Ken Goldstein, MPPA

Ken Goldstein has been working in nonprofits and local government agencies from Santa Cruz, to Sacramento, and back to Silicon Valley, since 1989. He's been staff, volunteer, board member, executive director, and, since 2003, a consultant to local nonprofit organizations. For more on Ken's background, click here. If you are interested in retaining Ken's services, you may contact him at ken at goldstein.net.

Friday, April 24, 2015

Did LinkedIn help nonprofits & leave nonprofit professionals behind?

Some time back I blogged about LinkedIn's (then new) Board Connect Service as a great new resource for nonprofit organizations. In the couple of years since, LinkedIn has built upon and expanded their vision of "LinkedIn for Good" and their offerings to nonprofits. I have taken part in a couple of free nonprofit technology trainings provided by LinkedIn and have enjoyed meeting their enthusiastic and caring team.

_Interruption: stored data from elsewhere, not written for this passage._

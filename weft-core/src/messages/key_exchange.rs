//! ServerKeyExchange and ClientKeyExchange (TLS 1.2, RFC 5246 Section 7.4.3 and 7.4.7,
//! RFC 8422 Section 5.4).
//!
//! ```text
//! struct {
//!     select (KeyExchangeAlgorithm) {
//!         case dhe_rsa:      ServerDHParams params;
//!         case ec_diffie_hellman: ServerECDHParams params;
//!     };
//!     digitally-signed struct {
//!         opaque client_random[32];
//!         opaque server_random[32];
//!         params;
//!     } signed_params;
//! } ServerKeyExchange;
//! ```

use bytes::{BufMut, BytesMut};

use crate::cipher::KeyExchangeMethod;
use crate::codec::{BufMutExt, Reader};
use crate::error::{Error, Result};
use crate::protocol::{NamedGroup, SignatureScheme};

/// ECCurveType named_curve.
const NAMED_CURVE: u8 = 3;

/// Ephemeral parameters offered by the server.
#[derive(Debug, Clone, PartialEq, Eq)]
pub enum ServerKeyExchangeParams {
    /// ServerECDHParams
    Ecdhe {
        /// Curve
        group: NamedGroup,
        /// Server's ephemeral public point
        public: Vec<u8>,
    },
    /// ServerDHParams
    Dhe {
        /// Prime modulus, big-endian
        p: Vec<u8>,
        /// Generator, big-endian
        g: Vec<u8>,
        /// Server's public value g^X mod p
        ys: Vec<u8>,
    },
}

impl ServerKeyExchangeParams {
    /// Append the wire form, which is also the signed content.
    pub fn encode(&self, buf: &mut BytesMut) {
        match self {
            ServerKeyExchangeParams::Ecdhe { group, public } => {
                buf.put_u8(NAMED_CURVE);
                buf.put_u16(group.to_u16());
                buf.put_vec_u8(public);
            },
            ServerKeyExchangeParams::Dhe { p, g, ys } => {
                buf.put_vec_u16(p);
                buf.put_vec_u16(g);
                buf.put_vec_u16(ys);
            },
        }
    }

    fn decode(r: &mut Reader<'_>, method: KeyExchangeMethod) -> Result<Self> {
        match method {
            KeyExchangeMethod::Ecdhe => {
                if r.u8()? != NAMED_CURVE {
                    return Err(Error::IllegalParameter(
                        "only named curves are supported".into(),
                    ));
                }
                let group = NamedGroup::from_u16(r.u16()?);
                let public = r.vec_u8()?;
                if public.is_empty() {
                    return Err(Error::decode("empty ECDH public value"));
                }
                Ok(ServerKeyExchangeParams::Ecdhe {
                    group,
                    public: public.to_vec(),
                })
            },
            KeyExchangeMethod::Dhe => {
                let p = r.vec_u16()?;
                let g = r.vec_u16()?;
                let ys = r.vec_u16()?;
                if p.is_empty() || g.is_empty() || ys.is_empty() {
                    return Err(Error::decode("empty DH parameter"));
                }
                Ok(ServerKeyExchangeParams::Dhe {
                    p: p.to_vec(),
                    g: g.to_vec(),
                    ys: ys.to_vec(),
                })
            },
            other => Err(Error::UnexpectedMessage(format!(
                "ServerKeyExchange with {:?} key exchange",
                other
            ))),
        }
    }
}

/// ServerKeyExchange message.
#[derive(Debug, Clone, PartialEq, Eq)]
pub struct ServerKeyExchange {
    /// Ephemeral parameters
    pub params: ServerKeyExchangeParams,

    /// Scheme the signature was made with
    pub scheme: SignatureScheme,

    /// Signature over both randoms and the parameters
    pub signature: Vec<u8>,
}

impl ServerKeyExchange {
    /// Bytes covered by the signature.
    pub fn signed_message(
        client_random: &[u8; 32],
        server_random: &[u8; 32],
        params: &ServerKeyExchangeParams,
    ) -> Vec<u8> {
        let mut buf = BytesMut::with_capacity(64 + 300);
        buf.put_slice(client_random);
        buf.put_slice(server_random);
        params.encode(&mut buf);
        buf.to_vec()
    }

    /// Append the body.
    pub fn encode(&self, buf: &mut BytesMut) {
        self.params.encode(buf);
        buf.put_u16(self.scheme.to_u16());
        buf.put_vec_u16(&self.signature);
    }

    /// Decode a body for the negotiated key exchange.
    pub fn decode(body: &[u8], method: KeyExchangeMethod) -> Result<Self> {
        let mut r = Reader::new(body);
        let params = ServerKeyExchangeParams::decode(&mut r, method)?;
        let scheme = SignatureScheme::from_u16(r.u16()?);
        let signature = r.vec_u16()?.to_vec();
        r.expect_end("ServerKeyExchange")?;
        Ok(Self {
            params,
            scheme,
            signature,
        })
    }
}

/// ClientKeyExchange message.
#[derive(Debug, Clone, PartialEq, Eq)]
pub enum ClientKeyExchange {
    /// RSA-encrypted pre-master secret
    Rsa(Vec<u8>),
    /// Client's DH public value Yc
    Dhe(Vec<u8>),
    /// Client's ephemeral EC point
    Ecdhe(Vec<u8>),
}

impl ClientKeyExchange {
    /// Append the body.
    pub fn encode(&self, buf: &mut BytesMut) {
        match self {
            ClientKeyExchange::Rsa(data) | ClientKeyExchange::Dhe(data) => buf.put_vec_u16(data),
            ClientKeyExchange::Ecdhe(point) => buf.put_vec_u8(point),
        }
    }

    /// Decode a body for the negotiated key exchange.
    pub fn decode(body: &[u8], method: KeyExchangeMethod) -> Result<Self> {
        let mut r = Reader::new(body);
        let message = match method {
            KeyExchangeMethod::Rsa => ClientKeyExchange::Rsa(r.vec_u16()?.to_vec()),
            KeyExchangeMethod::Dhe => ClientKeyExchange::Dhe(r.vec_u16()?.to_vec()),
            KeyExchangeMethod::Ecdhe => ClientKeyExchange::Ecdhe(r.vec_u8()?.to_vec()),
            KeyExchangeMethod::Tls13 => {
                return Err(Error::UnexpectedMessage(
                    "ClientKeyExchange in TLS 1.3".into(),
                ))
            },
        };
        r.expect_end("ClientKeyExchange")?;
        Ok(message)
    }

    /// The key exchange payload.
    pub fn payload(&self) -> &[u8] {
        match self {
            ClientKeyExchange::Rsa(data)
            | ClientKeyExchange::Dhe(data)
            | ClientKeyExchange::Ecdhe(data) => data,
        }
    }
}

#[cfg(test)]
mod tests {
    use super::*;

    #[test]
    fn test_ecdhe_server_key_exchange() {
        let ske = ServerKeyExchange {
            params: ServerKeyExchangeParams::Ecdhe {
                group: NamedGroup::X25519,
                public: vec![0x11; 32],
            },
            scheme: SignatureScheme::RsaPssRsaeSha256,
            signature: vec![0x22; 256],
        };
        let mut buf = BytesMut::new();
        ske.encode(&mut buf);
        assert_eq!(&buf[..4], &[3, 0x00, 0x1d, 32]);
        assert_eq!(
            ServerKeyExchange::decode(&buf, KeyExchangeMethod::Ecdhe).unwrap(),
            ske
        );
    }

    #[test]
    fn test_dhe_server_key_exchange() {
        let ske = ServerKeyExchange {
            params: ServerKeyExchangeParams::Dhe {
                p: vec![0xff; 256],
                g: vec![2],
                ys: vec![0x42; 256],
            },
            scheme: SignatureScheme::RsaPkcs1Sha256,
            signature: vec![0x01; 256],
        };
        let mut buf = BytesMut::new();
        ske.encode(&mut buf);
        assert_eq!(
            ServerKeyExchange::decode(&buf, KeyExchangeMethod::Dhe).unwrap(),
            ske
        );
        assert!(ServerKeyExchange::decode(&buf, KeyExchangeMethod::Ecdhe).is_err());
    }

    #[test]
    fn test_signed_message_layout() {
        let params = ServerKeyExchangeParams::Ecdhe {
            group: NamedGroup::Secp256r1,
            public: vec![4; 65],
        };
        let signed = ServerKeyExchange::signed_message(&[1; 32], &[2; 32], &params);
        assert_eq!(signed.len(), 64 + 4 + 65);
        assert_eq!(&signed[64..68], &[3, 0x00, 0x17, 65]);
    }

    #[test]
    fn test_client_key_exchange_prefixes() {
        let mut buf = BytesMut::new();
        ClientKeyExchange::Ecdhe(vec![9; 32]).encode(&mut buf);
        assert_eq!(buf[0], 32);
        assert_eq!(
            ClientKeyExchange::decode(&buf, KeyExchangeMethod::Ecdhe).unwrap(),
            ClientKeyExchange::Ecdhe(vec![9; 32])
        );

        let mut buf = BytesMut::new();
        ClientKeyExchange::Rsa(vec![7; 256]).encode(&mut buf);
        assert_eq!(&buf[..2], &[1, 0]);
        let decoded = ClientKeyExchange::decode(&buf, KeyExchangeMethod::Rsa).unwrap();
        assert_eq!(decoded.payload().len(), 256);
    }
}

One of the great nonprofit tools they have is being able to search for professionals who are interested in volunteering or board leadership opportunities by their job skills, education, location, industry, and a host of other factors. Related to that, nonprofits can also use LinkedIn's job posting function to advertise for volunteers at 90% discounts.

As great as that is, and as much as I recommend the organizations I work with check that out, that's also the source of a potential problem.

It has recently been pointed out to me that these volunteer listings appear along with regular employment opportunities when LinkedIn members conduct a search.

On the plus side - and I'm sure this is why it was designed this way - it puts your volunteer listings alongside in front of job hunters who have not previously thought about volunteering. It grabs their attention and presents them with an opportunity they might otherwise have missed.

On the down side, for those of us who are nonprofit professionals, and who may be looking for (paid) career opportunities, it has made LinkedIn nearly useless as a job hunting tool. Simply put, the number of volunteer opportunities that come up in any search so greatly outnumber the (real) jobs that weeding through them all is a frustrating mess.

After learning of this problem I did a few test searches, from broad searches to highly filtered narrow ones. Each time I was overwhelmed with volunteer positions. In most of the searches I was finding only a handful of paid jobs for each 100 volunteer listings.

Using their advanced search tools, I was able to choose only jobs for experience levels of "mid-senior," "executive," and "director." While that dramatically cut down the total number of results, it still included volunteer opportunities.

To narrow my search to what should have only been paid opportunities, I searched for "Industry: Nonprofit," "Function: Consulting," and "Location: within 50 miles." Of the 146 results, there were only 4 paid jobs, and they were all listed on the final page of results. Of the four jobs, one was listed as being in Beirut, Lebanon... a little greater than 50 miles from my zip code.

It seems that with all their zeal for helping nonprofit causes, LinkedIn has neglected to take into account that it takes professionals who are dedicated full-time to those causes to make the organizations function.

Two suggestions:

1 - LinkedIn should make it easy to filter out volunteer opportunities. Yes, they do offer the ability to filter listings by salary range, but that is a premium feature to paid members only ($29.99/month), perhaps out of the budget for many nonprofit staff.

2 - LinkedIn could expand their LinkedIn for Good efforts by offering discounts to nonprofits on regular job ads as well. Perhaps not the same 90% they discount for volunteer opportunities, but something close to it. I know there are nonprofits hiring that I'm not seeing in my search results. Price is a factor.